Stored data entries
********

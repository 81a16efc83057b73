//! HTTP handlers for the Distribution Management Platform

pub mod auth;
pub mod dashboard;
pub mod distributors;
pub mod health;
pub mod inventory;
pub mod orders;
pub mod products;
pub mod referrers;
pub mod supermarkets;

pub use auth::login;
pub use dashboard::{dashboard, orders_csv};
pub use distributors::{
    create_distributor, get_distributor, list_distributors, update_distributor,
};
pub use health::health_check;
pub use inventory::{
    append_event, global_inventory, list_events, my_inventory, record_delivery, set_stock,
};
pub use orders::{create_order, delete_order, get_order, list_orders, update_order};
pub use products::{create_product, delete_product, get_product, list_products, update_product};
pub use referrers::{create_referrer, list_referrers, update_referrer};
pub use supermarkets::{
    create_supermarket, delete_supermarket, list_pricing, list_supermarkets, update_supermarket,
    upsert_pricing,
};

use uuid::Uuid;

use crate::error::{AppError, AppResult};
use crate::middleware::CurrentUser;
use crate::services::DistributorService;
use crate::AppState;
use shared::models::Role;

/// Reject non-admin callers.
pub(crate) fn require_admin(current_user: &CurrentUser) -> AppResult<()> {
    if current_user.0.is_admin() {
        Ok(())
    } else {
        Err(AppError::InsufficientPermissions)
    }
}

/// Resolve which distributor a call operates on: the caller's own profile
/// for distributors, an explicit id for admins.
pub(crate) async fn resolve_distributor(
    state: &AppState,
    current_user: &CurrentUser,
    explicit: Option<Uuid>,
) -> AppResult<Uuid> {
    match current_user.0.role {
        Role::Admin => explicit.ok_or_else(|| {
            AppError::validation("distributor_id", "Admin calls must name a distributor")
        }),
        Role::Distributor => {
            let service = DistributorService::new(state.db.clone());
            Ok(service.get_by_user(current_user.0.user_id).await?.id)
        }
        Role::Referrer => Err(AppError::InsufficientPermissions),
    }
}

/// Ownership guard for mutating calls: admins pass None (any row),
/// distributors pass their own profile id.
pub(crate) async fn ownership(
    state: &AppState,
    current_user: &CurrentUser,
) -> AppResult<Option<Uuid>> {
    match current_user.0.role {
        Role::Admin => Ok(None),
        Role::Distributor => {
            let service = DistributorService::new(state.db.clone());
            Ok(Some(service.get_by_user(current_user.0.user_id).await?.id))
        }
        Role::Referrer => Err(AppError::InsufficientPermissions),
    }
}
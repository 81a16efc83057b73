//! Party-related enums shared between storage and reporting

use serde::{Deserialize, Serialize};

/// Outlet classification
#[derive(Debug, Clone, Copy, PartialEq, Eq, Serialize, Deserialize)]
pub enum OutletType {
    Chain,
    Batch,
}

impl OutletType {
    pub fn as_str(&self) -> &'static str {
        match self {
            OutletType::Chain => "Chain",
            OutletType::Batch => "Batch",
        }
    }

    pub fn parse(s: &str) -> Option<Self> {
        match s {
            "Chain" => Some(OutletType::Chain),
            "Batch" => Some(OutletType::Batch),
            _ => None,
        }
    }
}
/// One low-stock line in the admin inventory summary
#[derive(Debug, Serialize)]
pub struct LowStockEntry {
    pub distributor_id: Uuid,
    pub distributor_name: String,
    pub sku_id: Uuid,
    pub product_name: String,
    pub weight_label: String,
    pub balance: i64,
}

/// The admin dashboard
#[derive(Debug, Serialize)]
pub struct AdminDashboard {
    pub role: Role,
    pub range: DateRange,
    pub stats: Vec<StatCard>,
    pub totals: SalesTotals,
    pub collection_rate: Decimal,
    pub top_distributors: Vec<DistributorRollup>,
    pub top_supermarkets: Vec<SupermarketRollup>,
    pub top_products: Vec<ProductRollup>,
    /// Revenue of the best-selling product, for scaling bar charts
    pub max_product_sales: Decimal,
    pub channel_sales: Vec<ChannelRollup>,
    pub distributor_overview: Vec<DistributorRollup>,
    pub low_stock: Vec<LowStockEntry>,
}

/// One linked distributor on the referrer dashboard
#[derive(Debug, Serialize)]
pub struct ReferrerDistributorLine {
    pub distributor_id: Uuid,
    pub name: String,
    pub is_active: bool,
    pub sales: Decimal,
    pub earnings: Decimal,
}

/// The referrer's earnings dashboard. Earnings are a percentage of gross
/// sales, not of profit.
#[derive(Debug, Serialize)]
pub struct ReferrerDashboard {
    pub role: Role,
    pub range: DateRange,
    pub commission_percentage: Decimal,
    pub total_sales: Decimal,
    pub total_earnings: Decimal,
    pub active_distributor_count: u64,
    pub distributors: Vec<ReferrerDistributorLine>,
}

/// Headline cards for the distributor view. The outstanding card carries
/// the alert flag when the balance crosses the threshold.
fn distributor_stat_cards(totals: &SalesTotals, collection_rate: Decimal) -> Vec<StatCard> {
    vec![
        StatCard {
            label: "Total Sales",
            value: serde_json::json!(totals.sales),
            format: "currency",
            alert: None,
        },
        StatCard {
            label: "Total Profit",
            value: serde_json::json!(totals.profit),
            format: "currency",
            alert: None,
        },
        StatCard {
            label: "Outstanding",
            value: serde_json::json!(totals.outstanding),
            format: "currency",
            alert: Some(totals.outstanding > Decimal::from(OUTSTANDING_ALERT_THRESHOLD)),
        },
        StatCard {
            label: "Collection Rate",
            value: serde_json::json!(format!("{}%", collection_rate.round_dp(1))),
            format: "percent",
            alert: None,
        },
    ]
}

/// Headline counts for the admin view.
fn admin_stat_cards(active_distributors: i64, products: i64, referrers: i64) -> Vec<StatCard> {
    vec![
        StatCard {
            label: "Active Distributors",
            value: serde_json::json!(active_distributors),
            format: "number",
            alert: None,
        },
        StatCard {
            label: "Total Products",
            value: serde_json::json!(products),
            format: "number",
            alert: None,
        },
        StatCard {
            label: "Referrers",
            value: serde_json::json!(referrers),
            format: "number",
            alert: None,
        },
    ]
}

#[derive(Debug, sqlx::FromRow)]
struct SkuCostRow {
    sku_id: Uuid,
    vendor_cost_per_kg: Decimal,
    weight_grams: Decimal,
    calculated_vendor_cost: Decimal,
    packing_cost: Decimal,
}

#[derive(Debug, sqlx::FromRow)]
struct CommissionRow {
    supermarket_id: Uuid,
    sku_id: Uuid,
    commission_type: String,
    commission_value: Decimal,
}

#[derive(Debug, sqlx::FromRow)]
struct SkuProductRow {
    sku_id: Uuid,
    product_id: Uuid,
    product_name: String,
}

********

→ Task goal: Please return a copy of each line in the entries that has the string "Uuid".

→ Solution for this task:
use uuid::Uuid;
    explicit: Option<Uuid>,
) -> AppResult<Uuid> {
) -> AppResult<Option<Uuid>> {
    pub distributor_id: Uuid,
    pub sku_id: Uuid,
    pub distributor_id: Uuid,
    sku_id: Uuid,
    supermarket_id: Uuid,
    sku_id: Uuid,
    sku_id: Uuid,
    product_id: Uuid,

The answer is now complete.